The Des Moines Register and Tribune Co., publisher of Iowa's largest daily newspaper, plans to hold a press conference today after directors meet to evaluate competing bids to purchase all or part of the company.

The announcement should end months of speculation about the future ownership of the company's most prestigious asset, The Des Moines Register, a newspaper with daily circulation throughout the state of about 240,000.

David Kruidenier, the company's chairman, said it is likely the company will announce the sale of some, but not all, of its assets, at the press conference.

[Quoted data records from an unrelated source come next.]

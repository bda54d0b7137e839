//! Request Card Component
//!
//! One request with its status actions. Hidden, not removed, when the
//! filter excludes it.

use leptos::logging::{error, log};
use leptos::prelude::*;
use leptos::task::spawn_local;

use crate::cards::CardModel;
use crate::commands::{self, UPDATE_STATUS_MESSAGES};
use crate::context::use_app_context;
use crate::dispatch::UiEvent;
use crate::models::STATUS_ACTIONS;
use crate::store::{store_dispatch, use_admin_store, AdminStateStoreFields};

#[component]
pub fn ZayavkaCard(card: CardModel) -> impl IntoView {
    let ctx = use_app_context();
    let store = use_admin_store();
    let (pending, set_pending) = signal(false);

    let id = card.id;
    let filter_card = card.clone();
    let visible = move || store.filter().with(|f| f.matches(&filter_card.attributes()));

    let update = move |status: &'static str| {
        if pending.get_untracked() {
            return;
        }
        set_pending.set(true);
        let config = ctx.config();
        spawn_local(async move {
            match commands::update_status(&config, id, status).await {
                Ok(confirmed) => {
                    log!("[STATUS] #{} -> {}", id, confirmed);
                    store_dispatch(&store, UiEvent::StatusUpdated { id, status: confirmed });
                }
                Err(e) => {
                    error!("[STATUS] update of #{} failed: {}", id, e);
                    ctx.notify(e.user_message(&UPDATE_STATUS_MESSAGES));
                }
            }
            // the card is re-keyed when its status changes; this one may be gone
            let _ = set_pending.try_set(false);
        });
    };

    view! {
        <div
            class=card.class
            style:display=move || if visible() { "block" } else { "none" }
            data-id=id.to_string()
            data-type=card.data_type
            data-status=card.data_status
            data-description=card.data_description
            data-username=card.data_username
            data-fullname=card.data_fullname
        >
            <h3>{card.title}</h3>
            <p>{card.description}</p>
            <p><strong>"Дата: "</strong>{card.created_at}</p>
            <p>
                <strong>"Статус: "</strong>
                <span class="status" style:color=card.status_color>{card.status}</span>
            </p>
            <p>
                <strong>"Файл: "</strong>
                {match card.file_href {
                    Some(href) => view! { <a href=href target="_blank">"Скачать"</a> }.into_any(),
                    None => view! { <span>"Нет файла"</span> }.into_any(),
                }}
            </p>
            <div class="card-actions">
                {STATUS_ACTIONS.iter().map(|(status, color)| {
                    let status: &'static str = *status;
                    view! {
                        <button
                            class="btn styled-btn update-status"
                            data-status=status
                            style:background=*color
                            disabled=move || pending.get()
                            on:click=move |_| update(status)
                        >
                            {status}
                        </button>
                    }
                }).collect_view()}
            </div>
        </div>
    }
}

Controversy regarding the disposition of one of the company's other highly publicized assets, a 14.3 percent block of stock of Cowles Media Co., publisher of the Minneapolis Star and Tribune newspaper, increased yesterday after Des Moines directors received a letter from a New York investment banking firm encouraging them to sell the stock to a single buyer, rather than distributing it to Register shareholders.

Bidding for The Register began Nov. 5 with a $112 million offer submitted by Dow Jones & Co., publisher of The Wall Street Journal, in association with two former Dow Jones employes who were then executives of The Register.

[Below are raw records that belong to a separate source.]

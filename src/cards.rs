//! Card View Models
//!
//! Pure mapping from server items to what a card displays. Text ends up in
//! text nodes and attributes, so no markup is ever built from server data.

use percent_encoding::{utf8_percent_encode, AsciiSet, CONTROLS};

use crate::filter::CardAttributes;
use crate::models::{status_color, Zayavka};

/// Characters escaped in a path segment of an upload link
const PATH_SEGMENT: &AsciiSet = &CONTROLS
    .add(b' ')
    .add(b'"')
    .add(b'#')
    .add(b'%')
    .add(b'/')
    .add(b'<')
    .add(b'>')
    .add(b'?')
    .add(b'\\')
    .add(b'`')
    .add(b'{')
    .add(b'}');

/// Everything a card needs to render
#[derive(Debug, Clone, PartialEq)]
pub struct CardModel {
    pub id: u32,
    pub class: &'static str,
    pub title: String,
    pub description: String,
    pub created_at: String,
    pub status: String,
    pub status_color: &'static str,
    pub file_href: Option<String>,
    pub data_type: String,
    pub data_status: String,
    pub data_description: String,
    pub data_username: String,
    pub data_fullname: String,
}

impl CardModel {
    /// Attributes the filter engine reads
    pub fn attributes(&self) -> CardAttributes<'_> {
        CardAttributes {
            zayavka_type: &self.data_type,
            status: &self.data_status,
            description: &self.data_description,
            username: &self.data_username,
            full_name: &self.data_fullname,
        }
    }
}

/// Link to an uploaded attachment
pub fn upload_href(file: &str) -> String {
    format!("/uploads/{}", utf8_percent_encode(file, PATH_SEGMENT))
}

pub fn render_card(z: &Zayavka) -> CardModel {
    CardModel {
        id: z.id,
        class: if z.urgent { "card urgent" } else { "card" },
        title: z.zayavka_type.clone(),
        description: z.description.clone(),
        created_at: z.created_at.clone(),
        status: z.status.clone(),
        status_color: status_color(&z.status),
        file_href: z.file.as_deref().filter(|f| !f.is_empty()).map(upload_href),
        data_type: z.zayavka_type.clone(),
        data_status: z.status.clone(),
        data_description: z.description.clone(),
        data_username: z.username.clone(),
        data_fullname: z.full_name.clone(),
    }
}

/// Cards for a whole list, in server order
pub fn render_list(items: &[Zayavka]) -> Vec<CardModel> {
    items.iter().map(render_card).collect()
}

#[cfg(test)]
mod tests {
    use super::*;

    fn item(id: u32, urgent: bool, file: Option<&str>) -> Zayavka {
        Zayavka {
            id,
            zayavka_type: "Заявка".to_string(),
            description: "<script>alert(1)</script>".to_string(),
            status: "Сделано".to_string(),
            created_at: "2024-05-01".to_string(),
            file: file.map(str::to_string),
            urgent,
            username: "ivan".to_string(),
            full_name: "Иван".to_string(),
        }
    }

    #[test]
    fn test_render_list_keeps_order_and_fields() {
        let cards = render_list(&[item(2, false, None), item(1, true, None)]);
        assert_eq!(cards.iter().map(|c| c.id).collect::<Vec<_>>(), vec![2, 1]);
        assert_eq!(cards[0].class, "card");
        assert_eq!(cards[1].class, "card urgent");
        assert_eq!(cards[0].status_color, "green");
        assert_eq!(cards[0].data_fullname, "Иван");
        assert_eq!(cards[0].attributes(), items_attrs());
    }

    fn items_attrs() -> CardAttributes<'static> {
        CardAttributes {
            zayavka_type: "Заявка",
            status: "Сделано",
            description: "<script>alert(1)</script>",
            username: "ivan",
            full_name: "Иван",
        }
    }

    #[test]
    fn test_description_is_kept_verbatim_for_text_nodes() {
        let card = render_card(&item(1, false, None));
        assert_eq!(card.description, "<script>alert(1)</script>");
    }

    #[test]
    fn test_file_href_is_percent_encoded() {
        let card = render_card(&item(1, false, Some("a1b2_отчёт 1.pdf")));
        let href = card.file_href.unwrap();
        assert!(href.starts_with("/uploads/a1b2_"));
        assert!(!href.contains(' '));
        assert!(href.ends_with("%201.pdf"));

        let card = render_card(&item(1, false, Some("../\"><img>")));
        assert_eq!(card.file_href.unwrap(), "/uploads/..%2F%22%3E%3Cimg%3E");
    }

    #[test]
    fn test_missing_or_empty_file_has_no_link() {
        assert!(render_card(&item(1, false, None)).file_href.is_none());
        assert!(render_card(&item(1, false, Some(""))).file_href.is_none());
    }
}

Potential buyers that have visited Des Moines recently include The Washington Post Co., The New York Times Co., Gannett Co. Inc., The Tribune Co. of Chicago, Morris Communications Corp., Cox Enterprises Inc. and Hearst Newspapers.

Lee Enterprises Inc., a Davenport, Iowa-based communications firm, confirmed yesterday it submitted a $105 million cash offer to purchase the newspaper. Lee President Lloyd Schermer said he made the offer even though he was not given access to the confidential financial information the other bidders received.

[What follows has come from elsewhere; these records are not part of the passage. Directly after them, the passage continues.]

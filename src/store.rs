//! Global Application State Store
//!
//! Uses Leptos reactive_stores for fine-grained reactivity.

use leptos::prelude::*;
use reactive_stores::Store;

use crate::config::Bootstrap;
use crate::dispatch::{self, AuthView, UiEvent};
use crate::filter::{type_options, FilterState};
use crate::models::{User, Zayavka};

/// Admin page state with field-level reactivity
#[derive(Clone, Debug, Default, Store)]
pub struct AdminState {
    /// Requests currently on the page
    pub zayavki: Vec<Zayavka>,
    /// Registered users (users tab)
    pub users: Vec<User>,
    /// Live type/status and the applied text query
    pub filter: FilterState,
    /// Login or registration panel
    pub auth_view: AuthView,
    /// Number of the latest list refresh; older responses are dropped
    pub refresh_generation: u64,
    /// Every request type seen since load, for the type select
    pub known_types: Vec<String>,
}

impl AdminState {
    pub fn from_bootstrap(data: Bootstrap) -> Self {
        let mut state = Self {
            users: data.users,
            ..Default::default()
        };
        state.remember_types(&data.zayavki);
        state.zayavki = data.zayavki;
        state
    }

    /// Merge the types of `items` into `known_types`
    pub fn remember_types(&mut self, items: &[Zayavka]) {
        self.known_types = type_options(&self.known_types, items.iter().map(|z| z.zayavka_type.as_str()));
    }

    /// Start a list refresh and return its number
    pub fn begin_refresh(&mut self) -> u64 {
        self.refresh_generation += 1;
        self.refresh_generation
    }
}

/// Type alias for the store
pub type AdminStore = Store<AdminState>;

/// Get the admin store from context
pub fn use_admin_store() -> AdminStore {
    expect_context::<AdminStore>()
}

// ========================
// Store Helper Functions
// ========================

/// Run an event through the dispatch table
pub fn store_dispatch(store: &AdminStore, event: UiEvent) {
    store.update(|state| dispatch::handle(state, event));
}

/// Start a list refresh
pub fn store_begin_refresh(store: &AdminStore) -> u64 {
    store.try_update(|state| state.begin_refresh()).unwrap_or_default()
}

#[cfg(test)]
mod tests {
    use super::*;

    fn zayavka(id: u32, zayavka_type: &str) -> Zayavka {
        Zayavka {
            id,
            zayavka_type: zayavka_type.to_string(),
            description: String::new(),
            status: "ожидает".to_string(),
            created_at: String::new(),
            file: None,
            urgent: false,
            username: String::new(),
            full_name: String::new(),
        }
    }

    #[test]
    fn test_bootstrap_collects_types() {
        let state = AdminState::from_bootstrap(Bootstrap {
            zayavki: vec![zayavka(1, "Заявка"), zayavka(2, "Жалоба"), zayavka(3, "заявка")],
            users: Vec::new(),
        });
        assert_eq!(state.zayavki.len(), 3);
        assert_eq!(state.known_types, vec!["Жалоба".to_string(), "Заявка".to_string()]);
    }

    #[test]
    fn test_remember_types_is_a_union() {
        let mut state = AdminState::default();
        state.remember_types(&[zayavka(1, "Заявка")]);
        state.remember_types(&[zayavka(2, "Жалоба")]);
        state.remember_types(&[]);
        assert_eq!(state.known_types, vec!["Жалоба".to_string(), "Заявка".to_string()]);
    }
}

Schermer said The Register would not provide him with information he could use for competitive advantage. Lee owns Iowa newspapers that compete with The Register.

In addition to The Des Moines Register newspaper, The Register and Tribune Co. owns several smaller newspapers, the NBC television affiliate in Honolulu, the ABC television affiliate in Moline, Ill., four radio stations and 14.3 percent of Cowles Media Co.

Members of the Cowles family own most of the stock of the Des Moines company and of Cowles Media Co. Interfamily squabbles and complaints from shareholders about poor profits have led to pressure to sell one or both of the family companies.

Morgan Stanley & Co., the investment banking firm representing dissident Cowles shareholder Kingsley Murphy, said in a Jan. 28 letter to Register directors that major media companies are interested in acquiring the block of Cowles Media stock owned by The Register. The firm suggested that the stock should be combined with Murphy's 17.6 percent block and sold to a single buyer to maximize its value.

"In Morgan Stanley's view, such a block sale would achieve for your stockholders at least twice the market value realizable for the distributed shares . . . " the letter said.